According to USDA's national weekly cattle and beef summary, negotiated cash trade in the first quarter of 2022 was about 19.1% of all cattle slaughter nationally. Formula contracts were 62.4% of purchases, and the rest were forward contract or negotiated grid prices. Formula sales made up 81.6% of all sales in Texas, Oklahoma and New Mexico, 68.8% of sales in Kansas, and 60.8% in Nebraska.
In the five-area region, formula sales accounted for 66.5% of sales, and negotiated sales were 18.5%.
See "Cattle Markets and Price Discovery" here: https://www.dtnpf.com/….
AG GROUPS SPLIT
The cattle markets bill is opposed by the National Cattlemen's Beef Association (NCBA) and the American Farm Bureau Federation (AFBF), though state affiliates for both organizations are split on the legislation depending on their region of the country. Other organizations such as the U.S. Cattlemen's Association (USCA) and National Farmers Union (NFU) support the bill.
Not surprisingly, the North American Meat Institute, whose members are the meatpackers targeted by both pieces of legislation, criticized the bills as "heavy-handed government interference."
"The Grassley-Fischer bill being marked-up in the Senate Agriculture Committee this week will cost producers in the largest cattle producing region millions of dollars, and producers around the country will lose the ability to market their cattle as they choose," said Julie Anna Potts, president and CEO of NAMI.

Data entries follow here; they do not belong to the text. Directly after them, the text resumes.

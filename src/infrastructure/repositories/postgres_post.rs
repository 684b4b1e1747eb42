// src/infrastructure/repositories/postgres_post.rs
use super::map_sqlx;
use crate::domain::category::CategoryId;
use crate::domain::errors::{DomainError, DomainResult};
use crate::domain::post::{
    NewPost, Post, PostContent, PostId, PostReadRepository, PostStatus, PostTitle, PostUpdate,
    PostWriteRepository, Tag,
};
use crate::domain::slug::{Slug, SlugProbe};
use crate::domain::user::UserId;
use async_trait::async_trait;
use chrono::{DateTime, Utc};
use sqlx::{FromRow, PgPool, Postgres, QueryBuilder, Transaction};

const POST_COLUMNS: &str =
    "id, title, slug, content, status, active, author_id, category_id, created_at, updated_at";

#[derive(Clone)]
pub struct PostgresPostRepository {
    pool: PgPool,
}

impl PostgresPostRepository {
    pub fn new(pool: PgPool) -> Self {
        Self { pool }
    }
}

#[derive(Debug, FromRow)]
struct PostRow {
    id: i64,
    title: String,
    slug: String,
    content: String,
    status: String,
    active: bool,
    author_id: i64,
    category_id: Option<i64>,
    created_at: DateTime<Utc>,
    updated_at: DateTime<Utc>,
}

impl PostRow {
    fn into_post(self, tags: Vec<Tag>) -> DomainResult<Post> {
        Ok(Post {
            id: PostId::new(self.id)?,
            title: PostTitle::new(self.title)?,
            slug: Slug::new(self.slug)?,
            content: PostContent::new(self.content)?,
            status: PostStatus::parse(&self.status)?,
            active: self.active,
            author_id: UserId::new(self.author_id)?,
            category_id: self.category_id.map(CategoryId::new).transpose()?,
            tags,
            created_at: self.created_at,
            updated_at: self.updated_at,
        })
    }
}

#[derive(Debug, FromRow)]
struct TagRow {
    id: i64,
    title: String,
}

async fn load_tags(pool: &PgPool, post_id: i64) -> DomainResult<Vec<Tag>> {
    let rows = sqlx::query_as::<_, TagRow>(
        "SELECT t.id, t.title FROM tags t
         JOIN post_tags pt ON pt.tag_id = t.id
         WHERE pt.post_id = $1
         ORDER BY t.title",
    )
    .bind(post_id)
    .fetch_all(pool)
    .await
    .map_err(map_sqlx)?;

    Ok(rows
        .into_iter()
        .map(|row| Tag {
            id: row.id,
            title: row.title,
        })
        .collect())
}

/// Upserts each tag title and links it to the post. Unknown titles are
/// created on the fly; blank titles are skipped.
async fn attach_tags(
    tx: &mut Transaction<'_, Postgres>,
    post_id: i64,
    titles: &[String],
) -> DomainResult<Vec<Tag>> {
    let mut tags = Vec::with_capacity(titles.len());
    for raw in titles {
        let title = raw.trim();
        if title.is_empty() {
            continue;
        }
        let (tag_id,): (i64,) = sqlx::query_as(
            "INSERT INTO tags (title) VALUES ($1)
             ON CONFLICT (title) DO UPDATE SET title = EXCLUDED.title
             RETURNING id",
        )
        .bind(title)
        .fetch_one(&mut **tx)
        .await
        .map_err(map_sqlx)?;

        sqlx::query("INSERT INTO post_tags (post_id, tag_id) VALUES ($1, $2) ON CONFLICT DO NOTHING")
            .bind(post_id)
            .bind(tag_id)
            .execute(&mut **tx)
            .await
            .map_err(map_sqlx)?;

        tags.push(Tag {
            id: tag_id,
            title: title.to_string(),
        });
    }
    Ok(tags)
}

#[async_trait]
impl PostWriteRepository for PostgresPostRepository {
    async fn insert(&self, post: NewPost) -> DomainResult<Post> {
        let NewPost {
            title,
            slug,
            content,
            status,
            active,
            author_id,
            category_id,
            tags,
            created_at,
            updated_at,
        } = post;

        let mut tx = self.pool.begin().await.map_err(map_sqlx)?;

        let row = sqlx::query_as::<_, PostRow>(&format!(
            "INSERT INTO posts (title, slug, content, status, active, author_id, category_id, created_at, updated_at)
             VALUES ($1, $2, $3, $4, $5, $6, $7, $8, $9)
             RETURNING {POST_COLUMNS}",
        ))
        .bind(title.as_str())
        .bind(slug.as_str())
        .bind(content.as_str())
        .bind(status.as_str())
        .bind(active)
        .bind(i64::from(author_id))
        .bind(category_id.map(i64::from))
        .bind(created_at)
        .bind(updated_at)
        .fetch_one(&mut *tx)
        .await
        .map_err(map_sqlx)?;

        let attached = attach_tags(&mut tx, row.id, &tags).await?;
        tx.commit().await.map_err(map_sqlx)?;

        row.into_post(attached)
    }

    async fn update(&self, update: PostUpdate) -> DomainResult<Post> {
        let PostUpdate {
            id,
            title,
            slug,
            content,
            status,
            category_id,
            tags,
            original_updated_at,
            updated_at,
        } = update;

        let mut tx = self.pool.begin().await.map_err(map_sqlx)?;

        let mut builder: QueryBuilder<Postgres> = QueryBuilder::new("UPDATE posts SET updated_at = ");
        builder.push_bind(updated_at);

        if let Some(title) = title {
            builder.push(", title = ");
            builder.push_bind(title.into_inner());
        }

        if let Some(slug) = slug {
            builder.push(", slug = ");
            builder.push_bind(slug.into_inner());
        }

        if let Some(content) = content {
            builder.push(", content = ");
            builder.push_bind(content.into_inner());
        }

        if let Some(status) = status {
            builder.push(", status = ");
            builder.push_bind(status.as_str());
        }

        if let Some(category) = category_id {
            builder.push(", category_id = ");
            builder.push_bind(category.map(i64::from));
        }

        builder.push(" WHERE id = ");
        builder.push_bind(i64::from(id));
        builder.push(" AND updated_at = ");
        builder.push_bind(original_updated_at);
        builder.push(format!(" RETURNING {POST_COLUMNS}"));

        let maybe_row = builder
            .build_query_as::<PostRow>()
            .fetch_optional(&mut *tx)
            .await
            .map_err(map_sqlx)?;

        let row = maybe_row
            .ok_or_else(|| DomainError::Conflict("post update conflict, please retry".into()))?;

        let attached = if let Some(titles) = tags {
            sqlx::query("DELETE FROM post_tags WHERE post_id = $1")
                .bind(row.id)
                .execute(&mut *tx)
                .await
                .map_err(map_sqlx)?;
            attach_tags(&mut tx, row.id, &titles).await?
        } else {
            vec![]
        };
        let reload_tags = attached.is_empty();

        tx.commit().await.map_err(map_sqlx)?;

        let tags = if reload_tags {
            load_tags(&self.pool, row.id).await?
        } else {
            attached
        };
        row.into_post(tags)
    }

    async fn delete(&self, id: PostId) -> DomainResult<()> {
        let result = sqlx::query("DELETE FROM posts WHERE id = $1")
            .bind(i64::from(id))
            .execute(&self.pool)
            .await
            .map_err(map_sqlx)?;
        if result.rows_affected() == 0 {
            return Err(DomainError::NotFound("post not found".into()));
        }
        Ok(())
    }
}

#[async_trait]
impl SlugProbe for PostgresPostRepository {
    async fn slug_exists(&self, candidate: &Slug, exclude: Option<i64>) -> DomainResult<bool> {
        let (exists,): (bool,) = sqlx::query_as(
            "SELECT EXISTS(
                 SELECT 1 FROM posts
                 WHERE slug = $1 AND ($2::BIGINT IS NULL OR id <> $2)
             )",
        )
        .bind(candidate.as_str())
        .bind(exclude)
        .fetch_one(&self.pool)
        .await
        .map_err(map_sqlx)?;
        Ok(exists)
    }
}

#[async_trait]
impl PostReadRepository for PostgresPostRepository {
    async fn find_by_id(&self, id: PostId) -> DomainResult<Option<Post>> {
        let row = sqlx::query_as::<_, PostRow>(&format!(
            "SELECT {POST_COLUMNS} FROM posts WHERE id = $1"
        ))
        .bind(i64::from(id))
        .fetch_optional(&self.pool)
        .await
        .map_err(map_sqlx)?;

        match row {
            Some(row) => {
                let tags = load_tags(&self.pool, row.id).await?;
                row.into_post(tags).map(Some)
            }
            None => Ok(None),
        }
    }

    async fn find_by_slug(&self, slug: &Slug) -> DomainResult<Option<Post>> {
        let row = sqlx::query_as::<_, PostRow>(&format!(
            "SELECT {POST_COLUMNS} FROM posts WHERE slug = $1"
        ))
        .bind(slug.as_str())
        .fetch_optional(&self.pool)
        .await
        .map_err(map_sqlx)?;

        match row {
            Some(row) => {
                let tags = load_tags(&self.pool, row.id).await?;
                row.into_post(tags).map(Some)
            }
            None => Ok(None),
        }
    }

    async fn list(&self, include_drafts: bool, limit: u32) -> DomainResult<Vec<Post>> {
        let limit = i64::from(limit.clamp(1, 100));
        let query = if include_drafts {
            format!(
                "SELECT {POST_COLUMNS} FROM posts WHERE active
                 ORDER BY created_at DESC, id DESC LIMIT $1"
            )
        } else {
            format!(
                "SELECT {POST_COLUMNS} FROM posts WHERE active AND status = 'publish'
                 ORDER BY created_at DESC, id DESC LIMIT $1"
            )
        };
        let rows = sqlx::query_as::<_, PostRow>(&query)
            .bind(limit)
            .fetch_all(&self.pool)
            .await
            .map_err(map_sqlx)?;

        let mut posts = Vec::with_capacity(rows.len());
        for row in rows {
            let tags = load_tags(&self.pool, row.id).await?;
            posts.push(row.into_post(tags)?);
        }
        Ok(posts)
    }
}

Sen. John Thune, R-S.D., talked about producers and groups from his state on both sides of the legislation. He noted most producers and their associations support country-of-origin labeling (COOL). He noted nearly everything in the country is labeled for origin in the U.S. other than beef and pork.
"There probably isn't anything that matters more to producers around this country than being able to differentiate their product from other products that are imported from other places around the world," Thune said.
COOL was repealed in 2016 by Congress after Canada and Mexico challenged the U.S. in the World Trade Organization. Thune pointed to the U.S.-Mexico-Canada Agreement (USMCA) as a trade deal favorable to both Canada and Mexico but does not address labeling of meat products.
Thune wanted to submit an amendment but chose not to force a vote on COOL. Thune added this topic will be an issue in future farm bill debates.
"I've been asked by everybody not to offer this amendment today, but I'm just going to tell you the issue is not going away," Thune said.
Sen. Cory Booker, D-N.J., also criticized the "Product of USA" label that USDA uses now, pointing to the destruction of rainforest in Brazil for cattle producers that allows JBS to then bring beef into the U.S. and consumers then buy the beef without knowing whether it comes from cattle raised in the U.S. or overseas.